---- DATA RECORDS
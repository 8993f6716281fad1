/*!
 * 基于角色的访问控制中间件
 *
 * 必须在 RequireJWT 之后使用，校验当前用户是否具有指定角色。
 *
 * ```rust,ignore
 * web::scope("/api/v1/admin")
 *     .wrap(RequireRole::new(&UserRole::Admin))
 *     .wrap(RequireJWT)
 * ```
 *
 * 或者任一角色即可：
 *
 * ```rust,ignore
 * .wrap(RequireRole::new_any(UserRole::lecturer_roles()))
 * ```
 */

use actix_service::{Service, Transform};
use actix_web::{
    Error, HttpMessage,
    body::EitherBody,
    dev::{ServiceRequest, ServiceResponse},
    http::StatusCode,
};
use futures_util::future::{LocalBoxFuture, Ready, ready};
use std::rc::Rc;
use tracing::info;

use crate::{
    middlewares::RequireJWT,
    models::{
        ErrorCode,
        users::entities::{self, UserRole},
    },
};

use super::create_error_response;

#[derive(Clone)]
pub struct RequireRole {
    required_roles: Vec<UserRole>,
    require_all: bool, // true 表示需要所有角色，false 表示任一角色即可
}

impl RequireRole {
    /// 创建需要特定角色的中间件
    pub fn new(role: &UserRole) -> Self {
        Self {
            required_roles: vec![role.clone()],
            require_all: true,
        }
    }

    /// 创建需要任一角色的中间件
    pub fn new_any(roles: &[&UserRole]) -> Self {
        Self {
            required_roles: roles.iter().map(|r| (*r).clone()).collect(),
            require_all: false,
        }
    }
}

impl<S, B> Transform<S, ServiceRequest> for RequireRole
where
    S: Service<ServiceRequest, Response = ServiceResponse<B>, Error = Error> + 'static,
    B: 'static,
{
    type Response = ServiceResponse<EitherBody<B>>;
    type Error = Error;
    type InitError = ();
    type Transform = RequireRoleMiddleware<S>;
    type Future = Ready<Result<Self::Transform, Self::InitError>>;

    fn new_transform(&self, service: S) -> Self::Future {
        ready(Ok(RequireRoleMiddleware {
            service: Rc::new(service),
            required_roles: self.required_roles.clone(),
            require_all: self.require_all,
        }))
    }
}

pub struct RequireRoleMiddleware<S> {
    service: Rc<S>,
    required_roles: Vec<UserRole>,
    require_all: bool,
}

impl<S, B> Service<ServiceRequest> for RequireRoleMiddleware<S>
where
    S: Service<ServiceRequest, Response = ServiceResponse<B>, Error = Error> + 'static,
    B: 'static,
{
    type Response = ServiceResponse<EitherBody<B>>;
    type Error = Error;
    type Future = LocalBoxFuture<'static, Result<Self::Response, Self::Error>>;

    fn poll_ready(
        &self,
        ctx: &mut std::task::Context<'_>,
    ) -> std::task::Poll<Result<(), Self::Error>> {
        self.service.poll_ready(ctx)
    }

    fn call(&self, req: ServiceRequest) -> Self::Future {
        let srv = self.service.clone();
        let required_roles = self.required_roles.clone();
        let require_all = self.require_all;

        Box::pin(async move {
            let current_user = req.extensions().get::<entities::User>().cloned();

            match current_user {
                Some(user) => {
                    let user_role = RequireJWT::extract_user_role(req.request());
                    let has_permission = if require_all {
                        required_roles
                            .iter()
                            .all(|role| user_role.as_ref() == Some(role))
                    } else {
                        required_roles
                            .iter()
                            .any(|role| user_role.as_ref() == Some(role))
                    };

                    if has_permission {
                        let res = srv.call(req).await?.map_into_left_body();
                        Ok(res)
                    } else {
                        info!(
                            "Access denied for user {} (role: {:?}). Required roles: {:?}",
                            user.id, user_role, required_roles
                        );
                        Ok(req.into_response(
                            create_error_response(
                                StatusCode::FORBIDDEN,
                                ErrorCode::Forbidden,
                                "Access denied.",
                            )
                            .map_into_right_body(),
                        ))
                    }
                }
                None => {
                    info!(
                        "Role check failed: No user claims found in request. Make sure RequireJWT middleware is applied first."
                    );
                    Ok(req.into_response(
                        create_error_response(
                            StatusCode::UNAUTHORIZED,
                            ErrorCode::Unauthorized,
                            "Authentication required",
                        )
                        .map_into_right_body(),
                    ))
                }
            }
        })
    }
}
--------
---- DATA RECORDS
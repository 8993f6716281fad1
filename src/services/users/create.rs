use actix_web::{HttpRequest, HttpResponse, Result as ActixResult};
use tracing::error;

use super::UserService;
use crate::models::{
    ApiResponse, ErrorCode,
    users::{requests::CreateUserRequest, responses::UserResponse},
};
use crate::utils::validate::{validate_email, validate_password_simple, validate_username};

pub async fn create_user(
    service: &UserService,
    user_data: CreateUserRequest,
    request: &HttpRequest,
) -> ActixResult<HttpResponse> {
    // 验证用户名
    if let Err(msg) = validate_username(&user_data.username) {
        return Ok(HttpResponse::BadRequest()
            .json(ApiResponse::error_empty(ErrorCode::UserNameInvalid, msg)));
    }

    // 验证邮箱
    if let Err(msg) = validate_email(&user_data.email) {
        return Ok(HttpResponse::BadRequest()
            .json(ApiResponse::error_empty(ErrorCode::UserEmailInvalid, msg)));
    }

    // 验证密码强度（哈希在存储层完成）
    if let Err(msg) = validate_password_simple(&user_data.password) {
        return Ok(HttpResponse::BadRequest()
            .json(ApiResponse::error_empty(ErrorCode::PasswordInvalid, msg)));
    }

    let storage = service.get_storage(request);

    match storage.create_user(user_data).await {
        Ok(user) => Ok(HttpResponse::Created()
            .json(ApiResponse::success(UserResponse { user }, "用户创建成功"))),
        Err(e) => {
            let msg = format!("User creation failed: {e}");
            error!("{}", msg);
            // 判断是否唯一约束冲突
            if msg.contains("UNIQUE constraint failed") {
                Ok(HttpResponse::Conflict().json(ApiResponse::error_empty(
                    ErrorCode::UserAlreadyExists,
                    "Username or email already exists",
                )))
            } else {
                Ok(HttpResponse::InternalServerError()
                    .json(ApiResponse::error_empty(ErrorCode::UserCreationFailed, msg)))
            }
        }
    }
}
--------
---- DATA RECORDS
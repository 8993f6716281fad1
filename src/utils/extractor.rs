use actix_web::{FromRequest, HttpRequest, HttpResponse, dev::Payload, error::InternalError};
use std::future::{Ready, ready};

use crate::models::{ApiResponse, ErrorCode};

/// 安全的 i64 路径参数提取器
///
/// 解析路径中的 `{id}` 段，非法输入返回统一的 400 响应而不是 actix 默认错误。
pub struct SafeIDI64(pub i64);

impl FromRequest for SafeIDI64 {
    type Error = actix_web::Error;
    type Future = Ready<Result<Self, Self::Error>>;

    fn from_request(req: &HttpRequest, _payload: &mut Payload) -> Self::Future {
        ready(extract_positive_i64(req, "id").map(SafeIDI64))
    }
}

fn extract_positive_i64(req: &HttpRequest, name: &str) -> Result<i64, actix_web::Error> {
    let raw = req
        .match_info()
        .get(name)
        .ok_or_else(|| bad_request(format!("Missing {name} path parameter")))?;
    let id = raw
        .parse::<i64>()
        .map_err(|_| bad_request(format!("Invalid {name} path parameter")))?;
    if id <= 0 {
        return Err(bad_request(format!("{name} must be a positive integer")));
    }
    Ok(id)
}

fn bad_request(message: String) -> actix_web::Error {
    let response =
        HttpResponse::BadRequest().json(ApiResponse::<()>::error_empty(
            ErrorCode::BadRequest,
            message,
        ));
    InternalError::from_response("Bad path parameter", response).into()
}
--------
REQUIRED WORK:
Check the entries above line by line and return each one containing the word "bool".

YOUR SOLUTION:
    require_all: bool, // true 表示需要所有角色，false 表示任一角色即可
    require_all: bool,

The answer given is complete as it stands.